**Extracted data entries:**
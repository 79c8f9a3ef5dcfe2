//! Definitions of Solidity functions called during deployment

use alloy::sol;

sol! {
    #[sol(rpc)]
    interface IResolver {
        function get(string calldata name) external view returns (address);
    }

    #[sol(rpc)]
    interface ISuperfluid {
        function getAgreementClass(bytes32 agreementType) external view returns (address agreementClass);
        function getERC20Wrapper(address underlyingToken, string calldata symbol) external view returns (address wrapperAddress, bool created);
    }

    #[sol(rpc)]
    interface ITestToken {
        function symbol() external view returns (string memory);
        function mint(address account, uint256 amount) external returns (bool);
        function approve(address spender, uint256 amount) external returns (bool);
        function transfer(address recipient, uint256 amount) external returns (bool);
    }

    #[sol(rpc)]
    interface ISuperToken {
        function upgrade(uint256 amount) external;
        function transfer(address recipient, uint256 amount) external returns (bool);
    }
}
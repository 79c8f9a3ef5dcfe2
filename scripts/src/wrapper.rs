//! Location of the wrapper of a base token

use alloy_primitives::Address;
use tracing::{info, warn};

use crate::{
    chain::WrapperSource, constants::WRAPPER_SYMBOL_SUFFIX, context::RunContext,
    errors::ScriptError, types::ResolvedAddress,
};

/// Find the wrapper of the base token `token`, recording it as `alias`.
///
/// The wrapper symbol is the base token's symbol with a suffix; the wrapper
/// address is used whether or not the wrapper has been created yet.
pub async fn locate_wrapper<W: WrapperSource>(
    ctx: &RunContext,
    source: &W,
    host: Address,
    token_name: &str,
    token: Address,
    alias: &str,
) -> Result<ResolvedAddress, ScriptError> {
    let to_err = |e: eyre::Report| ScriptError::WrapperResolution {
        token: token_name.to_string(),
        cause: e.to_string(),
    };

    ctx.ensure_not_aborted()?;
    let symbol = ctx
        .retry
        .run(&format!("symbol of `{token_name}`"), move || {
            source.token_symbol(token)
        })
        .await
        .map_err(to_err)?;
    let wrapper_symbol = format!("{symbol}{WRAPPER_SYMBOL_SUFFIX}");

    ctx.ensure_not_aborted()?;
    let wrapper = ctx
        .retry
        .run(&format!("wrapper of `{token_name}`"), || {
            source.erc20_wrapper(host, token, &wrapper_symbol)
        })
        .await
        .map_err(to_err)?;

    if wrapper.address.is_zero() {
        return Err(ScriptError::WrapperResolution {
            token: token_name.to_string(),
            cause: "host returned the zero address".to_string(),
        });
    }
    if !wrapper.created {
        warn!("wrapper {wrapper_symbol} of `{token_name}` is not created yet");
    }

    info!("resolved {wrapper_symbol} to {:#x}", wrapper.address);
    Ok(ResolvedAddress {
        logical_name: alias.to_string(),
        address: wrapper.address,
    })
}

**WORK INSTRUCTION:** Please restate only the opening stretch of the records above: every line from the first through the one containing "function getAgreementClass(bytes32 agreementType)", exactly as written.

**RESPONSE FOR THIS EXERCISE:**
repository 79c8f9a3ef5dcfe2
//! Definitions of Solidity functions called during deployment

use alloy::sol;

sol! {
    #[sol(rpc)]
    interface IResolver {
        function get(string calldata name) external view returns (address);
    }

    #[sol(rpc)]
    interface ISuperfluid {
        function getAgreementClass(bytes32 agreementType) external view returns (address agreementClass);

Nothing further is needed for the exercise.